Oxidative stress and cellular and tissue damage in organogenic outbred mouse embryos after moderate perigestational alcohol intake.

Abstract

Perigestational alcohol consumption by CF-1 mouse, from before mating up to the period of embryo organogenesis, leads to retarded early embryo development and neural tube defects. Here, we addressed if perigestational alcohol ingestion up to Day 10 of pregnancy induces oxidative stress and changes in macromolecules and organ tissues of early organogenic embryos. Adult CF-1 female mice were administered 10% ethanol in their drinking water for 17 days prior to mating and until Day 10 of gestation, whereas control females were administered ethanol-free water. Our results demonstrated significantly reduced Catalase abundance and activity and increased glutathione content in the embryos of ethanol-treated females. The nitrite level was significantly reduced, but TBARS (thiobarbituric acid reactive substances) content, an index of lipid peroxidation, did not change.

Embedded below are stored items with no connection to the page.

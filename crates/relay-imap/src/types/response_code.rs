//! Response codes.

use super::{Capability, Uid, UidSet, UidValidity};

/// Bracketed response code attached to a status response.
#[derive(Debug, Clone, PartialEq, Eq)]
pub enum ResponseCode {
    /// ALERT: Human-readable message that must be shown to the user.
    Alert,
    /// AUTHENTICATIONFAILED (RFC 5530).
    AuthenticationFailed,
    /// CAPABILITY list piggybacked on a greeting or completion.
    Capability(Vec<Capability>),
    /// NONEXISTENT (RFC 5530): the named mailbox does not exist.
    Nonexistent,
    /// READ-ONLY: Mailbox selected as read-only.
    ReadOnly,
    /// READ-WRITE: Mailbox selected as read-write.
    ReadWrite,
    /// TRYCREATE: Target mailbox doesn't exist, but can be created.
    TryCreate,
    /// UIDNEXT: Next UID to be assigned.
    UidNext(Uid),
    /// UIDVALIDITY: Unique identifier validity value.
    UidValidity(UidValidity),
    /// UNSEEN: First unseen message sequence number.
    Unseen(u32),
    /// COPYUID (RFC 4315): where COPY/MOVE put the messages.
    CopyUid(CopyUid),
    /// Any other code, by name.
    Other(String),
}

impl ResponseCode {
    /// Returns true for codes that mean "that mailbox is not there".
    #[must_use]
    pub const fn is_missing_mailbox(&self) -> bool {
        matches!(self, Self::TryCreate | Self::Nonexistent)
    }
}

/// Payload of a COPYUID response code.
#[derive(Debug, Clone, PartialEq, Eq)]
pub struct CopyUid {
    /// UIDVALIDITY of the destination mailbox.
    pub uid_validity: UidValidity,
    /// Source UIDs, in the server's order.
    pub source: UidSet,
    /// Destination UIDs, positionally matching `source`.
    pub destination: UidSet,
}

impl CopyUid {
    /// Returns the destination UID assigned to `source_uid`.
    #[must_use]
    pub fn destination_of(&self, source_uid: Uid) -> Option<Uid> {
        let position = self.source.iter().position(|uid| uid == source_uid)?;
        self.destination.iter().nth(position)
    }
}
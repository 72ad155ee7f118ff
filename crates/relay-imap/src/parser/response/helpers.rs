//! Parser helper functions shared by the response and FETCH parsers.

use crate::parser::lexer::{Lexer, Token};
use crate::types::{Capability, CopyUid, Flag, Flags, ResponseCode, Uid, UidSet, UidValidity};
use crate::{Error, Result};

/// Reads raw bytes up to a space, `]`, `)`, CR or the end of input.
pub fn read_word(lexer: &mut Lexer<'_>) -> String {
    let mut word = Vec::new();
    while let Some(b) = lexer.peek() {
        if matches!(b, b' ' | b']' | b')' | b'\r') {
            break;
        }
        word.push(b);
        lexer.advance();
    }
    String::from_utf8_lossy(&word).into_owned()
}

/// Skips any run of spaces.
pub fn skip_spaces(lexer: &mut Lexer<'_>) {
    while lexer.eat(b' ') {}
}

/// Parses `[CODE args]`, leaving the lexer after the closing bracket.
pub fn parse_response_code(lexer: &mut Lexer<'_>) -> Result<ResponseCode> {
    lexer.expect(Token::LBracket)?;
    let name = read_word(lexer);

    let code = match name.to_ascii_uppercase().as_str() {
        "ALERT" => ResponseCode::Alert,
        "AUTHENTICATIONFAILED" => ResponseCode::AuthenticationFailed,
        "NONEXISTENT" => ResponseCode::Nonexistent,
        "READ-ONLY" => ResponseCode::ReadOnly,
        "READ-WRITE" => ResponseCode::ReadWrite,
        "TRYCREATE" => ResponseCode::TryCreate,
        "UIDNEXT" => number_arg(lexer)
            .and_then(Uid::new)
            .map_or_else(|| ResponseCode::Other(name.clone()), ResponseCode::UidNext),
        "UIDVALIDITY" => number_arg(lexer)
            .and_then(UidValidity::new)
            .map_or_else(|| ResponseCode::Other(name.clone()), ResponseCode::UidValidity),
        "UNSEEN" => number_arg(lexer)
            .map_or_else(|| ResponseCode::Other(name.clone()), ResponseCode::Unseen),
        "CAPABILITY" => ResponseCode::Capability(parse_capabilities(lexer)),
        "COPYUID" => parse_copy_uid(lexer)
            .map_or_else(|| ResponseCode::Other(name.clone()), ResponseCode::CopyUid),
        _ => ResponseCode::Other(name),
    };

    lexer.skip_until(b']');
    lexer.expect(Token::RBracket)?;
    Ok(code)
}

fn number_arg(lexer: &mut Lexer<'_>) -> Option<u32> {
    skip_spaces(lexer);
    read_word(lexer).parse().ok()
}

fn parse_copy_uid(lexer: &mut Lexer<'_>) -> Option<CopyUid> {
    let uid_validity = number_arg(lexer).and_then(UidValidity::new)?;
    skip_spaces(lexer);
    let source = UidSet::parse(&read_word(lexer))?;
    skip_spaces(lexer);
    let destination = UidSet::parse(&read_word(lexer))?;
    Some(CopyUid {
        uid_validity,
        source,
        destination,
    })
}

/// Parses space-separated capability atoms up to `]`, CRLF or the end.
pub fn parse_capabilities(lexer: &mut Lexer<'_>) -> Vec<Capability> {
    let mut caps = Vec::new();
    loop {
        skip_spaces(lexer);
        let word = read_word(lexer);
        if word.is_empty() {
            break;
        }
        caps.push(Capability::parse(&word));
    }
    caps
}

/// Parses a parenthesized flag list.
///
/// The `\*` wildcard of PERMANENTFLAGS is accepted and dropped.
pub fn parse_flag_list(lexer: &mut Lexer<'_>) -> Result<Flags> {
    lexer.expect(Token::LParen)?;
    let mut flags = Flags::new();
    loop {
        match lexer.next_token()? {
            Token::RParen => break,
            Token::Space | Token::Asterisk => {}
            Token::Atom("\\") => {
                lexer.eat(b'*');
            }
            Token::Atom(s) => flags.insert(Flag::parse(s)),
            Token::Number(n) => flags.insert(Flag::Keyword(n.to_string())),
            token => {
                return Err(Error::Parse {
                    position: lexer.position(),
                    message: format!("unexpected {token:?} in flag list"),
                });
            }
        }
    }
    Ok(flags)
}

/// Skips one value: an atom, number, string, NIL or balanced list.
pub fn skip_value(lexer: &mut Lexer<'_>) -> Result<()> {
    let mut depth = 0usize;
    loop {
        let token = lexer.next_token()?;
        match token {
            Token::LParen | Token::LBracket => depth += 1,
            Token::RParen | Token::RBracket if depth > 0 => depth -= 1,
            Token::Eof | Token::Crlf | Token::RParen | Token::RBracket => {
                return Err(Error::Parse {
                    position: lexer.position(),
                    message: format!("unbalanced value, got {token:?}"),
                });
            }
            _ => {}
        }
        if depth == 0 && token != Token::Space {
            return Ok(());
        }
    }
}
//! Core IMAP types.
//!
//! Identifiers, flags, capabilities, response codes and UID sets shared by
//! the parser, the command encoder and the client.

mod capability;
mod flags;
mod identifiers;
mod mailbox;
mod response_code;
mod sequence;

pub use capability::{Capability, Status};
pub use flags::{Flag, Flags};
pub use identifiers::{Uid, UidValidity};
pub use mailbox::{Mailbox, MailboxStatus};
pub use response_code::{CopyUid, ResponseCode};
pub use sequence::UidSet;
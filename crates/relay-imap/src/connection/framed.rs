//! CRLF + literal framing.
//!
//! A server response is one or more CRLF-terminated lines; a line ending in
//! `{n}` is followed by exactly `n` raw bytes before the response continues.
//! [`FramedStream::read_response`] returns the whole thing, literals inlined,
//! ready for the parser.

use std::io;

use bytes::BytesMut;
use tokio::io::{AsyncBufReadExt, AsyncRead, AsyncReadExt, AsyncWrite, AsyncWriteExt, BufReader};

use crate::{Error, Result};

const READ_BUFFER_SIZE: usize = 8192;

/// Longest line accepted before giving up on the server.
const MAX_LINE_LENGTH: usize = 1024 * 1024;

/// Largest literal accepted; bigger messages are refused rather than buffered.
const MAX_LITERAL_SIZE: usize = 100 * 1024 * 1024;

/// Buffered, framed view of a server connection.
pub struct FramedStream<S> {
    reader: BufReader<S>,
}

impl<S> FramedStream<S>
where
    S: AsyncRead + AsyncWrite + Unpin,
{
    /// Wraps a connected stream.
    pub fn new(stream: S) -> Self {
        Self {
            reader: BufReader::with_capacity(READ_BUFFER_SIZE, stream),
        }
    }

    /// Reads one complete response, literals included.
    ///
    /// # Errors
    ///
    /// Returns [`Error::Io`] on read failure or EOF, and [`Error::Protocol`]
    /// when a line or literal exceeds the size limits.
    pub async fn read_response(&mut self) -> Result<Vec<u8>> {
        let mut response = BytesMut::new();

        loop {
            let line_start = response.len();
            self.read_line_into(&mut response).await?;

            let Some(size) = literal_size(&response[line_start..]) else {
                break;
            };
            if size > MAX_LITERAL_SIZE {
                return Err(Error::Protocol(format!(
                    "literal too large: {size} bytes (max {MAX_LITERAL_SIZE})"
                )));
            }
            let start = response.len();
            response.resize(start + size, 0);
            self.reader.read_exact(&mut response[start..]).await?;
        }

        Ok(response.to_vec())
    }

    async fn read_line_into(&mut self, out: &mut BytesMut) -> Result<()> {
        let mut line_len = 0usize;
        loop {
            let buf = self.reader.fill_buf().await?;
            if buf.is_empty() {
                return Err(Error::Io(io::Error::new(
                    io::ErrorKind::UnexpectedEof,
                    "connection closed by server",
                )));
            }

            // A CR at the end of one buffer may pair with an LF in the next.
            let pending_cr = out.last() == Some(&b'\r') && line_len > 0;
            if pending_cr && buf[0] == b'\n' {
                out.extend_from_slice(&buf[..1]);
                self.reader.consume(1);
                return Ok(());
            }

            if let Some(pos) = find_crlf(buf) {
                out.extend_from_slice(&buf[..pos + 2]);
                self.reader.consume(pos + 2);
                return Ok(());
            }

            let len = buf.len();
            out.extend_from_slice(buf);
            self.reader.consume(len);
            line_len += len;
            if line_len > MAX_LINE_LENGTH {
                return Err(Error::Protocol("line too long".to_string()));
            }
        }
    }

    /// Writes bytes and flushes.
    ///
    /// # Errors
    ///
    /// Returns [`Error::Io`] if the write fails.
    pub async fn write_all(&mut self, data: &[u8]) -> Result<()> {
        let stream = self.reader.get_mut();
        stream.write_all(data).await?;
        stream.flush().await?;
        Ok(())
    }

    /// Shuts down the write half of the connection.
    ///
    /// # Errors
    ///
    /// Returns [`Error::Io`] if the shutdown fails.
    pub async fn shutdown(&mut self) -> Result<()> {
        self.reader.get_mut().shutdown().await?;
        Ok(())
    }
}

fn find_crlf(buf: &[u8]) -> Option<usize> {
    buf.windows(2).position(|w| w == b"\r\n")
}

/// Returns `n` if the line ends in `{n}\r\n` or `{n+}\r\n`.
fn literal_size(line: &[u8]) -> Option<usize> {
    let line = line.strip_suffix(b"\r\n")?;
    let line = line.strip_suffix(b"}")?;
    let line = line.strip_suffix(b"+").unwrap_or(line);
    let open = line.iter().rposition(|&b| b == b'{')?;
    let digits = &line[open + 1..];
    if digits.is_empty() || !digits.iter().all(u8::is_ascii_digit) {
        return None;
    }
    std::str::from_utf8(digits).ok()?.parse().ok()
}

#[cfg(test)]
#[allow(clippy::unwrap_used)]
mod tests {
    use super::*;
    use tokio_test::io::Builder;

    #[test]
    fn literal_size_forms() {
        assert_eq!(literal_size(b"BODY[] {123}\r\n"), Some(123));
        assert_eq!(literal_size(b"A LOGIN {5+}\r\n"), Some(5));
        assert_eq!(literal_size(b"{0}\r\n"), Some(0));
        assert_eq!(literal_size(b"no literal\r\n"), None);
        assert_eq!(literal_size(b"{12"), None);
        assert_eq!(literal_size(b"{abc}\r\n"), None);
        assert_eq!(literal_size(b"{}\r\n"), None);
    }

    #[tokio::test]
    async fn reads_single_line() {
        let mock = Builder::new().read(b"* OK ready\r\n").build();
        let mut framed = FramedStream::new(mock);
        assert_eq!(framed.read_response().await.unwrap(), b"* OK ready\r\n");
    }

    #[tokio::test]
    async fn reads_literal_across_chunks() {
        let mock = Builder::new()
            .read(b"* 1 FETCH (UID 4 BODY[] {11}\r\n")
            .read(b"hello")
            .read(b" world UID)\r\n")
            .build();
        let mut framed = FramedStream::new(mock);
        let response = framed.read_response().await.unwrap();
        assert_eq!(
            response,
            b"* 1 FETCH (UID 4 BODY[] {11}\r\nhello world UID)\r\n"
        );
    }

    #[tokio::test]
    async fn crlf_split_between_reads() {
        let mock = Builder::new()
            .read(b"A0001 OK done\r")
            .read(b"\n* 2 EXISTS\r\n")
            .build();
        let mut framed = FramedStream::new(mock);
        assert_eq!(framed.read_response().await.unwrap(), b"A0001 OK done\r\n");
        assert_eq!(framed.read_response().await.unwrap(), b"* 2 EXISTS\r\n");
    }

    #[tokio::test]
    async fn oversized_literal_is_refused() {
        let header = format!("* 1 FETCH (BODY[] {{{}}}\r\n", MAX_LITERAL_SIZE + 1);
        let mock = Builder::new().read(header.as_bytes()).build();
        let mut framed = FramedStream::new(mock);
        let err = framed.read_response().await.unwrap_err();
        assert!(err.to_string().contains("literal too large"));
    }

    #[tokio::test]
    async fn eof_is_an_io_error() {
        let mock = Builder::new().read(b"* OK partial").build();
        let mut framed = FramedStream::new(mock);
        let err = framed.read_response().await.unwrap_err();
        assert!(err.is_transient());
    }

    #[tokio::test]
    async fn writes_and_flushes() {
        let mock = Builder::new().write(b"A0001 NOOP\r\n").build();
        let mut framed = FramedStream::new(mock);
        framed.write_all(b"A0001 NOOP\r\n").await.unwrap();
    }
}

Embryos derived from ethanol-treated females also showed higher abundance of 3-nitrotyrosine (3-NT)-containing proteins in all tissues, compared to the control group. Apoptosis was significantly increased in the ectoderm and mesoderm, but not in the heart-although this organ did contain more cleaved Caspase-3-positive cardiomyocytes per area of ventricular myocardium than controls. In sum, moderate perigestational alcohol ingestion up to Day 10 of gestation in mice induces oxidative stress by altering radical nitrogen species and antioxidant enzymatic and non-enzymatic mechanisms in embryos. Further, generalized protein nitration, due to unbalanced nitric oxide levels associated with tissue-specific apoptosis, was detected in embryos, suggesting that oxidative mechanisms may play an important role in the perigestational alcohol-induced malformation of organogenic embryos exposed to ethanol.